== WHAT TO PRODUCE ==
Where a line of the records contains the word "busy", show that line.

(Beginning of SUPPLIED DATA)

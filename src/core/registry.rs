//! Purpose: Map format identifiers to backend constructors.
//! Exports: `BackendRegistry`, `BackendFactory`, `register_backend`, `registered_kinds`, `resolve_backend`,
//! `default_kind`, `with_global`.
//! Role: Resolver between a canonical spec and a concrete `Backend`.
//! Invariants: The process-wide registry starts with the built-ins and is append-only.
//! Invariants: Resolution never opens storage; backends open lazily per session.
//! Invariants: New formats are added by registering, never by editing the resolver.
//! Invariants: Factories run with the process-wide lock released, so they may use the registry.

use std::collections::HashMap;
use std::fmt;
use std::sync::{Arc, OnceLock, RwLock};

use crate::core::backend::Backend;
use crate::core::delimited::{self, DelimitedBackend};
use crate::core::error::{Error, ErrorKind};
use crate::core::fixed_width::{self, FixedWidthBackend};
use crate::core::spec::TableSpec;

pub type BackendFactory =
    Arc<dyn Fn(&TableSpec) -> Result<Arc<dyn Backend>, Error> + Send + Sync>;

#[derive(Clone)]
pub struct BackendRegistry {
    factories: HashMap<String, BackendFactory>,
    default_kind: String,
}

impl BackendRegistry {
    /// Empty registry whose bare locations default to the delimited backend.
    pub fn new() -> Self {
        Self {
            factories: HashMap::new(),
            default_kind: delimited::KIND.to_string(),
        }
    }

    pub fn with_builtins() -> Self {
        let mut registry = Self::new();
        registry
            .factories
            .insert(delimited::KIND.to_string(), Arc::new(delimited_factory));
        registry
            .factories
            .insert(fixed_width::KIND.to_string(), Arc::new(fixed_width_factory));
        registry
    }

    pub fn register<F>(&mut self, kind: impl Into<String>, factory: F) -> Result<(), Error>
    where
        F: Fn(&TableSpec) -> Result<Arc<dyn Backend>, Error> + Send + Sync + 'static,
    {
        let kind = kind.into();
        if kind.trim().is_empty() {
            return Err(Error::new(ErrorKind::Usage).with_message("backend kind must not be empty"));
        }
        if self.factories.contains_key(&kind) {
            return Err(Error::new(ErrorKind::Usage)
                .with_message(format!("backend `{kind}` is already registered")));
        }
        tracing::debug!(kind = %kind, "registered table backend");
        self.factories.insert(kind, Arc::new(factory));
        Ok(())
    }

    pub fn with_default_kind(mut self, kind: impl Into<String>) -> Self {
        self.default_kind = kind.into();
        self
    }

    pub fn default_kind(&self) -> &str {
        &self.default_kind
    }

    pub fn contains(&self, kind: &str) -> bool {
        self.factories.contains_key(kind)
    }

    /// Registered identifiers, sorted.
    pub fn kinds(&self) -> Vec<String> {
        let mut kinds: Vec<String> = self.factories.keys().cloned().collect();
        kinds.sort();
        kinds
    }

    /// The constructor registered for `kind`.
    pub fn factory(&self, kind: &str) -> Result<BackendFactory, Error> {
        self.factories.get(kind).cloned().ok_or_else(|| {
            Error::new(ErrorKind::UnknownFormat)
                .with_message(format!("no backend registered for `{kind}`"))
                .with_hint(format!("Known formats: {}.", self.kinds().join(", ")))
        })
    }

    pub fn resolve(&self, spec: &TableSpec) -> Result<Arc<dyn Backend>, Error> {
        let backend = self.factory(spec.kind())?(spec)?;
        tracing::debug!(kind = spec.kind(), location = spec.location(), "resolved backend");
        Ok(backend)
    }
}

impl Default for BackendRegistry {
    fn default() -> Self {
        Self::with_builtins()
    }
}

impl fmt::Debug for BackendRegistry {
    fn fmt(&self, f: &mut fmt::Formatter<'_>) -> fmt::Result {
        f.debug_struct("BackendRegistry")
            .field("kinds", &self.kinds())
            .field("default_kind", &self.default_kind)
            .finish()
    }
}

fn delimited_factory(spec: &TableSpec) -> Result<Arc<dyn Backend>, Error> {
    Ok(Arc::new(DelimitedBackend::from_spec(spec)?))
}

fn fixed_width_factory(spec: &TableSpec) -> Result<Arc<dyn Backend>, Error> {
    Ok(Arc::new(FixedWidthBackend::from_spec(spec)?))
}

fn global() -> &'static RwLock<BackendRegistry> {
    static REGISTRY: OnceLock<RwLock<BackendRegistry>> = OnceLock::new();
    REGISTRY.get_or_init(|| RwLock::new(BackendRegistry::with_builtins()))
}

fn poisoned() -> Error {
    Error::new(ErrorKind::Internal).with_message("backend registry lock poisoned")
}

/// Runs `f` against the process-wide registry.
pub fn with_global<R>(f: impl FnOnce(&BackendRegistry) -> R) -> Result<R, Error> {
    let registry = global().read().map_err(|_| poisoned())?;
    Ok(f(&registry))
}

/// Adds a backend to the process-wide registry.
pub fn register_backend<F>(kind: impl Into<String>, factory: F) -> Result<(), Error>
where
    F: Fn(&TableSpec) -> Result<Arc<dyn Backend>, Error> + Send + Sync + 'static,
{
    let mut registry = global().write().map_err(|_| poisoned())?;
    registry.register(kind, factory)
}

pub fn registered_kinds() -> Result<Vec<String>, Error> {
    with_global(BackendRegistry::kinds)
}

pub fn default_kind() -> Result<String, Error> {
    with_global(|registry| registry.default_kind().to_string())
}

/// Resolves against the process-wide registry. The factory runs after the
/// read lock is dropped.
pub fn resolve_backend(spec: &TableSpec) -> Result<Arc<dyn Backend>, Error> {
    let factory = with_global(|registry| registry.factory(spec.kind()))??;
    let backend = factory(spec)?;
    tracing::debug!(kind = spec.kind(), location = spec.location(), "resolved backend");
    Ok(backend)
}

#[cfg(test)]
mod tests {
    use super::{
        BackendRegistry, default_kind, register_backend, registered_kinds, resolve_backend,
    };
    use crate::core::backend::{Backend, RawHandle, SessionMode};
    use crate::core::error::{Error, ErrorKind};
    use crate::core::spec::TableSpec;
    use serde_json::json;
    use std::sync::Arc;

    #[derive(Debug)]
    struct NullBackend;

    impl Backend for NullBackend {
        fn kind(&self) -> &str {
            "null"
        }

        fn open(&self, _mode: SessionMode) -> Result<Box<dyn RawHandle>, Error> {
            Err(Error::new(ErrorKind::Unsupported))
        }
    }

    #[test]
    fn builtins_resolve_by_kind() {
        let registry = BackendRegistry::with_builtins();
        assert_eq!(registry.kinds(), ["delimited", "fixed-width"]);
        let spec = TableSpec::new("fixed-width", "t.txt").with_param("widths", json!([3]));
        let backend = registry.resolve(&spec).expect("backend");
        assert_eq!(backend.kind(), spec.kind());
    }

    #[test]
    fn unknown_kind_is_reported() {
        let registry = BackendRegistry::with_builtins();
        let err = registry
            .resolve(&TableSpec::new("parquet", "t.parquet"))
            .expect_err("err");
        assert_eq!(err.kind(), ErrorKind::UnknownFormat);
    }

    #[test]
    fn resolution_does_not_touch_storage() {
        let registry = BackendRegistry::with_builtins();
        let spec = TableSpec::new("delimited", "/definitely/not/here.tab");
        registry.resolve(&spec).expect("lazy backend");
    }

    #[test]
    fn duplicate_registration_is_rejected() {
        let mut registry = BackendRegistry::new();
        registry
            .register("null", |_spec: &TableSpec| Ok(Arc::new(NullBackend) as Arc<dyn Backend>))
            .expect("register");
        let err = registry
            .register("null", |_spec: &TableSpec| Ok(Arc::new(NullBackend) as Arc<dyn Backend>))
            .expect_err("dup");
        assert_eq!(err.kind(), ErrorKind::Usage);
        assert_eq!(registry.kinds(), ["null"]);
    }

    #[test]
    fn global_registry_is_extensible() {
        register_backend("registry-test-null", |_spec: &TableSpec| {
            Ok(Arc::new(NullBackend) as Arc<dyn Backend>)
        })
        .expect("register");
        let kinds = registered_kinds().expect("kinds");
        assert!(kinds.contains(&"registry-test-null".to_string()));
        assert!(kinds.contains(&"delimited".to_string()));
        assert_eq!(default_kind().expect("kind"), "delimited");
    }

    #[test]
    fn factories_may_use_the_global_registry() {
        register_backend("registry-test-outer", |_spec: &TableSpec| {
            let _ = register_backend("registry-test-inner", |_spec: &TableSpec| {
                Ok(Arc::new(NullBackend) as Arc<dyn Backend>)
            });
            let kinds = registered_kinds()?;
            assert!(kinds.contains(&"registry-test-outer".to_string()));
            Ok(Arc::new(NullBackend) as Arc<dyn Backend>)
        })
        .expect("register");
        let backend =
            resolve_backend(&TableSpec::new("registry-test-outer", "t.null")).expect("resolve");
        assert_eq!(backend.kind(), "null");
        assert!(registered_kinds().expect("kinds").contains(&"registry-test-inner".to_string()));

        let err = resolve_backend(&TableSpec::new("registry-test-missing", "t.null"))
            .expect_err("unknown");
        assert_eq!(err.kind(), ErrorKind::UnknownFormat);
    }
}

(End of SUPPLIED DATA)
(Beginning of SUPPLIED DATA)

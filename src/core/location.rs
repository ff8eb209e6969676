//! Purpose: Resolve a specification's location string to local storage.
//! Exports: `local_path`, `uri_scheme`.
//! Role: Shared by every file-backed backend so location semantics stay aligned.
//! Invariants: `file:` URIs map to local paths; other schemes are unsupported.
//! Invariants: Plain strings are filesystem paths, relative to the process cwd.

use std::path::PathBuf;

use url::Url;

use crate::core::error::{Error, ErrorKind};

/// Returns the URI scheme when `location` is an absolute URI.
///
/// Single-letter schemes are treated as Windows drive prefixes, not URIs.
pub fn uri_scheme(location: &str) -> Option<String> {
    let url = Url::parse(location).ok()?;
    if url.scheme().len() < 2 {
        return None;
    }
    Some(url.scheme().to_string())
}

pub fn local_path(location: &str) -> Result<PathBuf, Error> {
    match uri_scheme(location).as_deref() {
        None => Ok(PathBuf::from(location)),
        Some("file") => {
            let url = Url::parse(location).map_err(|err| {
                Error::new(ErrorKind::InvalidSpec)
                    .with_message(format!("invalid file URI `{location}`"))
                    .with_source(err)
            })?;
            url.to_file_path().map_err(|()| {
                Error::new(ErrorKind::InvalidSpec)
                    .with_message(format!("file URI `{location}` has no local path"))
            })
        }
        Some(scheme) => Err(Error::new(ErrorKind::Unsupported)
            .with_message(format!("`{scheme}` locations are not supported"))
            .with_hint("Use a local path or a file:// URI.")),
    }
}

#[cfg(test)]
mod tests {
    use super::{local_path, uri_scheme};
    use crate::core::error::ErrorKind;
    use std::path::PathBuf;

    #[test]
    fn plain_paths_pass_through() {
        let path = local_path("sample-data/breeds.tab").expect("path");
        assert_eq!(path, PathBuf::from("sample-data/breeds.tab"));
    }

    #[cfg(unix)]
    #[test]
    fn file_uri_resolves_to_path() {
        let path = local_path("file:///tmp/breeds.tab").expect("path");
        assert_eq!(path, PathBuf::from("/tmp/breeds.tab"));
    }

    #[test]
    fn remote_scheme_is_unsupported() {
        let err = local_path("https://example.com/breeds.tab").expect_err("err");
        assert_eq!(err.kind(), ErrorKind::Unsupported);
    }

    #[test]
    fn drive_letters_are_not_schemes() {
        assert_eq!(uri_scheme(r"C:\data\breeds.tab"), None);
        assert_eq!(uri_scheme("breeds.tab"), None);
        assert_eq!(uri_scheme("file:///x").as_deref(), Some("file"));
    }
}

(End of SUPPLIED DATA)
(Beginning of SUPPLIED DATA)

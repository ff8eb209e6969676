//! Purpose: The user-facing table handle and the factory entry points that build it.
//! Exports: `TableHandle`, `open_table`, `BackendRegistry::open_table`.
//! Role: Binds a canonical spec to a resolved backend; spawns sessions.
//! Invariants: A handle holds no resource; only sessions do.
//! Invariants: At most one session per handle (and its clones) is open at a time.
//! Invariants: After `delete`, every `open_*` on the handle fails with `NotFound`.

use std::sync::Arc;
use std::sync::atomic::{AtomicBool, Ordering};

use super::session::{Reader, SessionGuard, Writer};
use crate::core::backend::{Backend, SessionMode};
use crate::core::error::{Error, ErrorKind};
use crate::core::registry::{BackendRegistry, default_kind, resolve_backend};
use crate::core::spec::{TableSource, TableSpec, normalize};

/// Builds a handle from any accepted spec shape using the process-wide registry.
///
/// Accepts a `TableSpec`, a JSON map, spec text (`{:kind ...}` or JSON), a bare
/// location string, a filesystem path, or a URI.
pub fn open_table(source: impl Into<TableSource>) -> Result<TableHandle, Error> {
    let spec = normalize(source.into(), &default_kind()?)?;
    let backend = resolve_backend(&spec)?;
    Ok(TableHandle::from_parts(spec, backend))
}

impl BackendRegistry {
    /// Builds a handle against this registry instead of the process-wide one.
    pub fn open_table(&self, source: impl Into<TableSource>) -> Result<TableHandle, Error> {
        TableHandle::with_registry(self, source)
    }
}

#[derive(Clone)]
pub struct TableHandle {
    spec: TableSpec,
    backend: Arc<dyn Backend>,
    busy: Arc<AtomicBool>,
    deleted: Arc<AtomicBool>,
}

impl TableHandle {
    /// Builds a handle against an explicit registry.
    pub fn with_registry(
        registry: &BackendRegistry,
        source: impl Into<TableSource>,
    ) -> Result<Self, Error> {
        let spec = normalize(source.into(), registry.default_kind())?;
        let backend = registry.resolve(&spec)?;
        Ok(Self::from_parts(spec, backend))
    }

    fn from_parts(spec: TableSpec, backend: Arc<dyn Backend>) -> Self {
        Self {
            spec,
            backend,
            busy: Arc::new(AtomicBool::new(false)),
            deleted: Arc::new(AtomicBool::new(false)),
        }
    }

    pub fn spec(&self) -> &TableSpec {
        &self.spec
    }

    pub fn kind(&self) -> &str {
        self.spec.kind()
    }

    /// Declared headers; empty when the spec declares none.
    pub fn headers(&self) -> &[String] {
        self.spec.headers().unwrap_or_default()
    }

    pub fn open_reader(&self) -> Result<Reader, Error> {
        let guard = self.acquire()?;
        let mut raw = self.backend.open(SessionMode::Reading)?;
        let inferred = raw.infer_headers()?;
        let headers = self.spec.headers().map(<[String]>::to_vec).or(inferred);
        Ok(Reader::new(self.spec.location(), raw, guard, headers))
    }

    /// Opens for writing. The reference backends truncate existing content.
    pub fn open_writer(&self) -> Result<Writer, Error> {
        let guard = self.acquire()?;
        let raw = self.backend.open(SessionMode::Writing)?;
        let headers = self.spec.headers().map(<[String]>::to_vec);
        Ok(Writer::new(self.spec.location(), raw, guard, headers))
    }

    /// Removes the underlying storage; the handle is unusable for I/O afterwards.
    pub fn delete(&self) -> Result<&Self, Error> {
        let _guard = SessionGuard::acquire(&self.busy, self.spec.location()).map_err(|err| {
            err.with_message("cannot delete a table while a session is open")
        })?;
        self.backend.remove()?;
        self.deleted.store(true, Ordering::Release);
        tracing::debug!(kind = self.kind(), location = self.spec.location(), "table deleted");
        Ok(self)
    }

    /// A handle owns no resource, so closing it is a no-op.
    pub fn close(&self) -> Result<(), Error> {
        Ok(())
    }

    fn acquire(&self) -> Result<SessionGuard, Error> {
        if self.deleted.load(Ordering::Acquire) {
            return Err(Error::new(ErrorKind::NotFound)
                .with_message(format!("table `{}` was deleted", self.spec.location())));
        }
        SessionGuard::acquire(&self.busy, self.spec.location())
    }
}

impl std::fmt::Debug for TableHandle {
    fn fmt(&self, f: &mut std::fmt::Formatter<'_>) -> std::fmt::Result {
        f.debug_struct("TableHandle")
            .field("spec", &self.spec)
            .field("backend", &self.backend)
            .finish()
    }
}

(End of SUPPLIED DATA)

== SOLUTION TO THE EXERCISE ==
    busy: Arc<AtomicBool>,
            busy: Arc::new(AtomicBool::new(false)),
        let _guard = SessionGuard::acquire(&self.busy, self.spec.location()).map_err(|err| {
        SessionGuard::acquire(&self.busy, self.spec.location())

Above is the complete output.